The hwinfo and lshw commands display much of the same information in different formats:
The long forms of these two commands spew out exhaustive—but hard to read—output:
You can learn everything about your CPU through line commands. View CPU details by issuing either the lscpu command or its close relative lshw:
lshw -C cpu
In both cases, the last few lines of output list all the CPU's capabilities. Here you can find out whether your processor supports specific features.
With all these commands, you can reduce verbiage and narrow any answer down to a single detail by parsing the command output with the grep command. For example, to view only the CPU make and model:
lshw -C cpu | grep -i product
To view just the CPU's speed in megahertz:
lscpu | grep -i mhz
or its BogoMips power rating:
lscpu | grep -i bogo
The -i flag on the grep command simply ensures your search ignores whether the output it searches is upper or lower case.
Linux line commands enable you to gather all possible details about your computer's memory. You can even determine whether you can add extra memory to the computer without opening up the box.
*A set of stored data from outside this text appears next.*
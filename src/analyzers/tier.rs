use serde::Serialize;
use tracing::debug;

use crate::analyzers::types::TierBuckets;
use crate::parser::QuakeRecord;

/// Lower bound (inclusive) of the medium tier.
pub const MEDIUM_THRESHOLD: f64 = 50.0;
/// Lower bound (inclusive) of the high tier.
pub const HIGH_THRESHOLD: f64 = 150.0;

/// Severity bucket derived from an event's significance score.
#[derive(Debug, Clone, Copy, PartialEq, Eq, Hash, PartialOrd, Ord, Serialize)]
#[serde(rename_all = "lowercase")]
pub enum SeverityTier {
    Low,
    Medium,
    High,
}

impl SeverityTier {
    pub const ALL: [SeverityTier; 3] = [SeverityTier::Low, SeverityTier::Medium, SeverityTier::High];

    /// Maps a significance score onto its tier.
    ///
    /// | Range          | Tier   |
    /// |----------------|--------|
    /// | < 50           | Low    |
    /// | >= 50, < 150   | Medium |
    /// | >= 150         | High   |
    pub fn classify(significance: f64) -> Self {
        match significance {
            s if s >= HIGH_THRESHOLD => SeverityTier::High,
            s if s >= MEDIUM_THRESHOLD => SeverityTier::Medium,
            _ => SeverityTier::Low,
        }
    }
}

/// Splits records into the three tiers. Records without a significance are
/// counted in [`TierBuckets::unscored`] and placed in no tier.
pub fn bucket(records: &[QuakeRecord]) -> TierBuckets {
    let mut buckets = TierBuckets::default();

    for record in records {
        let Some(significance) = record.significance else {
            buckets.unscored += 1;
            continue;
        };

        let target = match SeverityTier::classify(significance) {
            SeverityTier::Low => &mut buckets.low,
            SeverityTier::Medium => &mut buckets.medium,
            SeverityTier::High => &mut buckets.high,
        };
        target.push(record.clone());
    }

    let sizes = buckets.sizes();
    debug!(
        low = sizes.low,
        medium = sizes.medium,
        high = sizes.high,
        unscored = buckets.unscored,
        "Records bucketed by significance"
    );

    buckets
}

#[cfg(test)]
mod tests {
    use super::*;

    fn scored(significance: Option<f64>) -> QuakeRecord {
        QuakeRecord {
            region: "France".to_string(),
            latitude: Some(46.0),
            longitude: Some(2.0),
            significance,
            date: None,
        }
    }

    #[test]
    fn test_classify_boundaries() {
        assert_eq!(SeverityTier::classify(-5.0), SeverityTier::Low);
        assert_eq!(SeverityTier::classify(0.0), SeverityTier::Low);
        assert_eq!(SeverityTier::classify(49.999), SeverityTier::Low);
        assert_eq!(SeverityTier::classify(50.0), SeverityTier::Medium);
        assert_eq!(SeverityTier::classify(149.999), SeverityTier::Medium);
        assert_eq!(SeverityTier::classify(150.0), SeverityTier::High);
        assert_eq!(SeverityTier::classify(2_000.0), SeverityTier::High);
    }

    #[test]
    fn test_bucket_one_per_tier() {
        let records = vec![scored(Some(10.0)), scored(Some(60.0)), scored(Some(200.0))];
        let buckets = bucket(&records);
        let sizes = buckets.sizes();

        assert_eq!((sizes.low, sizes.medium, sizes.high), (1, 1, 1));
        assert_eq!(buckets.unscored, 0);
    }

    #[test]
    fn test_bucket_partitions_scored_records() {
        let values = [None, Some(0.0), Some(50.0), Some(149.0), Some(150.0), None, Some(49.0)];
        let records: Vec<_> = values.iter().map(|v| scored(*v)).collect();
        let buckets = bucket(&records);

        assert_eq!(buckets.sizes().total() + buckets.unscored, records.len());
        assert_eq!(buckets.unscored, 2);
        for tier in SeverityTier::ALL {
            for record in buckets.get(tier) {
                let s = record.significance.unwrap();
                assert_eq!(SeverityTier::classify(s), tier);
            }
        }
        assert_eq!(buckets.medium.len(), 2);
        assert_eq!(buckets.high.len(), 1);
    }

    #[test]
    fn test_bucket_empty() {
        assert_eq!(bucket(&[]), TierBuckets::default());
    }
}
To list each memory stick and its capacity, issue the dmidecode command:
dmidecode -t memory | grep -i size
For more specifics on system memory, including type, size, speed, and voltage of each RAM stick, try:
lshw -short -C memory
One thing you'll surely want to know is is the maximum memory you can install on your computer:
dmidecode -t memory | grep -i max
Now find out whether there are any open slots to insert additional memory sticks. You can do this without opening your computer by issuing this command:
lshw -short -C memory | grep -i empty
A null response means all the memory slots are already in use.
Determining how much video memory you have requires a pair of commands. First, list all devices with the lspci command and limit the output displayed to the video device you're interested in:
lspci | grep -i vga
The output line that identifies the video controller will typically look something like this:
00:02.0 VGA compatible controller: Intel Corporation 82Q35 Express Integrated Graphics Controller (rev 02)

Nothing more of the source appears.